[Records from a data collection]

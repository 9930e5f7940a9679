//! Table-driven reactions
//!
//! One lookup table, `aggressor x victim`, 65536 entries. A reaction is
//! bilateral: the victim turns into `victim_becomes` and the aggressor into
//! `aggressor_becomes` (or stays as it is with `NO_CHANGE`), optionally
//! leaving a byproduct where the victim was.

use crate::core::parts::SlotHint;
use crate::elements::{ElementId, EL_NONE, EL_RESERVED};
use crate::systems::behaviors::{ElementBehavior, UpdateContext, UpdateOutcome, NEIGHBOURS};

pub const REACTION_LUT_SIZE: usize = 256 * 256;

#[derive(Clone, Copy, Debug, PartialEq, Eq)]
pub struct Reaction {
    /// `EL_NONE` destroys the victim
    pub victim_becomes: ElementId,
    /// `NO_CHANGE` leaves the aggressor alone, `EL_NONE` destroys it
    pub aggressor_becomes: ElementId,
    /// Out of 256 per tick; 255 always fires
    pub chance: u8,
    /// Byproduct spawned in the victim's pixel once it is gone
    pub spawn: ElementId,
}

impl Reaction {
    pub const NO_CHANGE: ElementId = EL_RESERVED;
    pub const ALWAYS: u8 = 255;

    pub const fn new(
        victim_becomes: ElementId,
        aggressor_becomes: ElementId,
        chance: u8,
        spawn: ElementId,
    ) -> Self {
        Self {
            victim_becomes,
            aggressor_becomes,
            chance,
            spawn,
        }
    }

    #[inline]
    fn fires(&self, roll: u8) -> bool {
        self.chance == Self::ALWAYS || roll < self.chance
    }
}

/// Scan the 8 neighbours in fixed order and apply the first reaction that
/// fires. Only the aggressor's own fate decides the outcome.
pub fn react(ctx: &mut UpdateContext) -> UpdateOutcome {
    let me = ctx.part().element;
    if !ctx.content.has_reactions(me) {
        return UpdateOutcome::Unchanged;
    }
    let (x, y) = ctx.pixel();

    for (dx, dy) in NEIGHBOURS {
        let (nx, ny) = (x + dx, y + dy);
        let Some(victim) = ctx.plain_at(nx, ny) else {
            continue;
        };
        let Some(r) = ctx.content.reaction(me, ctx.parts.part(victim).element).copied() else {
            continue;
        };
        let roll = (ctx.rng.next_u32() & 0xFF) as u8;
        if !r.fires(roll) {
            continue;
        }
        return apply(ctx, victim, (nx, ny), &r);
    }
    UpdateOutcome::Unchanged
}

fn apply(ctx: &mut UpdateContext, victim: usize, at: (i32, i32), r: &Reaction) -> UpdateOutcome {
    if r.victim_becomes != Reaction::NO_CHANGE {
        ctx.change_type(victim, r.victim_becomes);
    }
    if r.spawn != EL_NONE && !ctx.parts.is_alive(victim) {
        // a full store just means no byproduct
        let _ = ctx.create(SlotHint::Auto, at.0, at.1, r.spawn);
    }

    match r.aggressor_becomes {
        Reaction::NO_CHANGE => UpdateOutcome::Unchanged,
        to => {
            let slot = ctx.slot;
            ctx.change_type(slot, to);
            UpdateOutcome::Changed
        }
    }
}

/// Default behavior: reactions only
pub struct ReactionBehavior;

impl ElementBehavior for ReactionBehavior {
    fn update(&self, ctx: &mut UpdateContext) -> UpdateOutcome {
        react(ctx)
    }
}

#[cfg(test)]
mod tests {
    use super::*;

    #[test]
    fn always_ignores_the_roll() {
        let r = Reaction::new(EL_NONE, Reaction::NO_CHANGE, Reaction::ALWAYS, EL_NONE);
        assert!(r.fires(255));
        let r = Reaction::new(EL_NONE, Reaction::NO_CHANGE, 10, EL_NONE);
        assert!(r.fires(9));
        assert!(!r.fires(10));
        let never = Reaction::new(EL_NONE, Reaction::NO_CHANGE, 0, EL_NONE);
        assert!(!never.fires(0));
    }
}
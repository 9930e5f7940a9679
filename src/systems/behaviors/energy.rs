//! Energy particles: photons and sparks
//!
//! Both share pixels with plain particles. Photons fly straight until their
//! life runs out; sparks ride conductors and spread to touching ones.

use std::f32::consts::FRAC_PI_4;

use crate::core::parts::{Particle, SlotHint};
use crate::domain::walls::wall_props;
use crate::elements::{ElementId, ElementProps, PROP_CONDUCTS};
use crate::spatial::fields::FieldGrid;
use crate::spatial::occupancy::Category;

use super::{ElementBehavior, PixelDirectives, UpdateContext, UpdateOutcome, NEIGHBOURS};

/// Initial photon speed in pixels per tick
pub const PHOTON_SPEED: f32 = 3.0;
/// Heat a photon hands to the plain particle it passes through
const PHOTON_HEATING: f32 = 0.5;
/// Ticks a conductor rests after carrying a spark
const CONDUCTOR_REST: i32 = 8;

pub struct PhotonBehavior;

impl ElementBehavior for PhotonBehavior {
    fn create(&self, ctx: &mut UpdateContext) {
        let p = ctx.part();
        if p.vx != 0.0 || p.vy != 0.0 {
            return;
        }
        let a = ctx.rng.below(8) as f32 * FRAC_PI_4;
        let p = ctx.part_mut();
        p.vx = PHOTON_SPEED * a.cos();
        p.vy = PHOTON_SPEED * a.sin();
    }

    fn update(&self, ctx: &mut UpdateContext) -> UpdateOutcome {
        let p = *ctx.part();
        if p.vx.abs() < 0.01 && p.vy.abs() < 0.01 {
            let slot = ctx.slot;
            ctx.kill(slot);
            return UpdateOutcome::Changed;
        }
        let (x, y) = p.pixel();
        if let Some(host) = ctx.plain_at(x, y) {
            let conducts = ctx.content.element(ctx.parts.part(host).element).heat_conduct > 0;
            if conducts {
                ctx.parts.part_mut(host).temp += PHOTON_HEATING;
            }
        }
        UpdateOutcome::Unchanged
    }

    fn graphics(&self, p: &Particle, props: &ElementProps) -> PixelDirectives {
        PixelDirectives { glow: true, ..PixelDirectives::base(p, props) }
    }
}

/// `ctype` holds the conductor the spark was born on; `tmp` is set once the
/// spark has spread.
pub struct SparkBehavior;

impl SparkBehavior {
    fn host(ctx: &UpdateContext) -> Option<usize> {
        let (x, y) = ctx.pixel();
        ctx.plain_at(x, y)
            .filter(|&o| ctx.content.element(ctx.parts.part(o).element).has(PROP_CONDUCTS))
    }

    fn rested(ctx: &UpdateContext, conductor: usize) -> bool {
        ctx.frame as i64 >= ctx.parts.part(conductor).tmp2 as i64
    }
}

impl ElementBehavior for SparkBehavior {
    fn create(&self, ctx: &mut UpdateContext) {
        if let Some(host) = Self::host(ctx) {
            let element = ctx.parts.part(host).element;
            ctx.part_mut().ctype = element as i32;
        }
    }

    fn update(&self, ctx: &mut UpdateContext) -> UpdateOutcome {
        let Some(host) = Self::host(ctx) else {
            let slot = ctx.slot;
            ctx.kill(slot);
            return UpdateOutcome::Changed;
        };
        if ctx.part().tmp != 0 {
            return UpdateOutcome::Unchanged;
        }
        ctx.part_mut().tmp = 1;
        let rest_until = (ctx.frame as i64 + CONDUCTOR_REST as i64).min(i32::MAX as i64) as i32;
        ctx.parts.part_mut(host).tmp2 = rest_until;

        let spark: ElementId = ctx.part().element;
        let (x, y) = ctx.pixel();
        for (dx, dy) in NEIGHBOURS {
            let (nx, ny) = (x + dx, y + dy);
            if !ctx.parts.in_bounds(nx, ny) {
                continue;
            }
            let (cx, cy) = FieldGrid::cell_of(nx, ny);
            if wall_props(ctx.fields.wall_at(cx, cy)).conductive {
                ctx.fields.power(cx, cy);
            }
            let Some(o) = ctx.plain_at(nx, ny) else {
                continue;
            };
            let conducts = ctx.content.element(ctx.parts.part(o).element).has(PROP_CONDUCTS);
            let sparked = ctx
                .parts
                .query(nx, ny, Category::Energy)
                .any(|e| ctx.parts.part(e).element == spark);
            if conducts && !sparked && Self::rested(ctx, o) {
                // store exhaustion just stops the spread
                let _ = ctx.create(SlotHint::Auto, nx, ny, spark);
            }
        }
        UpdateOutcome::Unchanged
    }

    fn graphics(&self, p: &Particle, props: &ElementProps) -> PixelDirectives {
        PixelDirectives { glow: true, ..PixelDirectives::base(p, props) }
    }
}
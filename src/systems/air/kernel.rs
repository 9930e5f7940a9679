use crate::domain::walls::{wall_props, WallId};
use crate::spatial::fields::{FieldGrid, MAX_PRESSURE, MIN_PRESSURE};

use super::AIR_VADV;

/// Heat advects further than momentum
const HEAT_ADV_DIST: f32 = 0.7;

/// Normalised 3x3 Gaussian, weight `exp(-2 (i^2 + j^2))`, row major
pub fn gaussian() -> [f32; 9] {
    let mut k = [0.0f32; 9];
    let mut sum = 0.0;
    for j in -1i32..=1 {
        for i in -1i32..=1 {
            let w = (-2.0 * (i * i + j * j) as f32).exp();
            k[((j + 1) * 3 + (i + 1)) as usize] = w;
            sum += w;
        }
    }
    for w in k.iter_mut() {
        *w /= sum;
    }
    k
}

/// Read-only view of the fields for one smoothing/advection pass.
/// Shared across rows, so it must stay `Sync`.
pub struct AirView<'a> {
    w: usize,
    h: usize,
    kernel: [f32; 9],
    pv: &'a [f32],
    vx: &'a [f32],
    vy: &'a [f32],
    hv: &'a [f32],
    wall: &'a [WallId],
    fvx: &'a [f32],
    fvy: &'a [f32],
    block_air: &'a [bool],
    block_heat: &'a [bool],
}

impl<'a> AirView<'a> {
    pub fn of(fields: &'a FieldGrid, kernel: [f32; 9], w: usize, h: usize) -> Self {
        Self {
            w,
            h,
            kernel,
            pv: &fields.pv,
            vx: &fields.vx,
            vy: &fields.vy,
            hv: &fields.hv,
            wall: &fields.wall,
            fvx: &fields.fvx,
            fvy: &fields.fvy,
            block_air: &fields.block_air,
            block_heat: &fields.block_heat,
        }
    }

    /// Does the cell nearest to `(tx, ty)` block air? Off-grid counts as blocked.
    #[inline]
    fn blocks_near(&self, tx: f32, ty: f32) -> bool {
        let rx = (tx + 0.5).floor();
        let ry = (ty + 0.5).floor();
        if rx < 0.0 || ry < 0.0 || rx >= self.w as f32 || ry >= self.h as f32 {
            return true;
        }
        self.block_air[ry as usize * self.w + rx as usize]
    }

    /// Bilinear sample of `src` at cell `(i, j)` with fractions `(fx, fy)`
    #[inline]
    fn bilinear(&self, src: &[f32], i: usize, j: usize, fx: f32, fy: f32) -> f32 {
        let idx = j * self.w + i;
        (1.0 - fx) * (1.0 - fy) * src[idx]
            + fx * (1.0 - fy) * src[idx + 1]
            + (1.0 - fx) * fy * src[idx + self.w]
            + fx * fy * src[idx + self.w + 1]
    }

    /// Source point for advecting `(x, y)` back along `(dx, dy)`. Long
    /// back-traces walk cell by cell and stop in front of the first wall.
    fn trace_back(&self, x: usize, y: usize, dx: f32, dy: f32) -> (f32, f32) {
        let far_x = x as f32 - dx * AIR_VADV;
        let far_y = y as f32 - dy * AIR_VADV;
        if (dx * AIR_VADV).abs() <= 1.0 && (dy * AIR_VADV).abs() <= 1.0 {
            return (far_x, far_y);
        }

        let (step_x, step_y, limit) = if dx.abs() > dy.abs() {
            (if dx < 0.0 { 1.0 } else { -1.0 }, -dy / dx.abs(), (dx * AIR_VADV).abs() as usize)
        } else {
            (-dx / dy.abs(), if dy < 0.0 { 1.0 } else { -1.0 }, (dy * AIR_VADV).abs() as usize)
        };
        let (mut tx, mut ty) = (x as f32, y as f32);
        for _ in 0..limit {
            tx += step_x;
            ty += step_y;
            if self.blocks_near(tx, ty) {
                return (tx - step_x, ty - step_y);
            }
        }
        (far_x, far_y)
    }

    /// Smooth + advect one row of pressure and velocity into the outputs
    pub fn air_row(&self, y: usize, out_p: &mut [f32], out_vx: &mut [f32], out_vy: &mut [f32]) {
        let (w, h) = (self.w, self.h);
        for x in 0..w {
            let idx = y * w + x;
            let blocked = self.block_air[idx];

            let (mut dp, mut dx, mut dy) = (0.0f32, 0.0f32, 0.0f32);
            for j in 0..3usize {
                for i in 0..3usize {
                    let f = self.kernel[j * 3 + i];
                    let src = match inner_neighbour(x + i, y + j, w, h, 1) {
                        Some(n) if !self.block_air[n] => n,
                        _ => idx,
                    };
                    dp += self.pv[src] * f;
                    dx += self.vx[src] * f;
                    dy += self.vy[src] * f;
                }
            }

            let (tx, ty) = self.trace_back(x, y, dx, dy);
            let (ci, cj) = (tx.floor(), ty.floor());
            if !blocked && ci >= 2.0 && cj >= 2.0 && ci <= (w as f32 - 3.0) && cj <= (h as f32 - 3.0) {
                let (fx, fy) = (tx - ci, ty - cj);
                let (ci, cj) = (ci as usize, cj as usize);
                dx = dx * (1.0 - AIR_VADV) + AIR_VADV * self.bilinear(self.vx, ci, cj, fx, fy);
                dy = dy * (1.0 - AIR_VADV) + AIR_VADV * self.bilinear(self.vy, ci, cj, fx, fy);
            }

            if wall_props(self.wall[idx]).fan {
                dx += self.fvx[idx];
                dy += self.fvy[idx];
            }

            out_p[x] = dp.clamp(MIN_PRESSURE, MAX_PRESSURE);
            out_vx[x] = dx.clamp(MIN_PRESSURE, MAX_PRESSURE);
            out_vy[x] = dy.clamp(MIN_PRESSURE, MAX_PRESSURE);
        }
    }

    /// Smooth + advect one row of air heat. Heat-blocked cells are neither
    /// read by the kernel nor by the advection sample.
    pub fn heat_row(&self, y: usize, out: &mut [f32]) {
        let (w, h) = (self.w, self.h);
        for x in 0..w {
            let idx = y * w + x;

            let (mut dh, mut dx, mut dy) = (0.0f32, 0.0f32, 0.0f32);
            for j in 0..3usize {
                for i in 0..3usize {
                    let f = self.kernel[j * 3 + i];
                    let src = match inner_neighbour(x + i, y + j, w, h, 2) {
                        Some(n) if !self.block_heat[n] => n,
                        _ => idx,
                    };
                    dh += self.hv[src] * f;
                    dx += self.vx[src] * f;
                    dy += self.vy[src] * f;
                }
            }

            let tx = x as f32 - dx * HEAT_ADV_DIST;
            let ty = y as f32 - dy * HEAT_ADV_DIST;
            let (ci, cj) = (tx.floor(), ty.floor());
            if ci >= 2.0 && cj >= 2.0 && ci < (w as f32 - 3.0) && cj < (h as f32 - 3.0) {
                let (fx, fy) = (tx - ci, ty - cj);
                let base = cj as usize * w + ci as usize;
                let own = dh;
                let sample = |n: usize| if self.block_heat[n] { own } else { self.hv[n] };
                dh = dh * (1.0 - AIR_VADV)
                    + AIR_VADV
                        * ((1.0 - fx) * (1.0 - fy) * sample(base)
                            + fx * (1.0 - fy) * sample(base + 1)
                            + (1.0 - fx) * fy * sample(base + w)
                            + fx * fy * sample(base + w + 1));
            }
            out[x] = dh;
        }
    }
}

/// Index of kernel tap `(sx - 1, sy - 1)` when it lies at least one cell
/// from the left/top edge and `far` cells from the right/bottom edge.
#[inline]
fn inner_neighbour(sx: usize, sy: usize, w: usize, h: usize, far: usize) -> Option<usize> {
    if sx < 2 || sy < 2 || sx + far > w || sy + far > h {
        return None;
    }
    Some((sy - 1) * w + sx - 1)
}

EXERCISE DESCRIPTION: Search the entries for the word "super", then gather every line that has it.

RESPONSE TO THIS EXERCISE:
    use super::*;
use super::{ElementBehavior, PixelDirectives, UpdateContext, UpdateOutcome, NEIGHBOURS};
use super::AIR_VADV;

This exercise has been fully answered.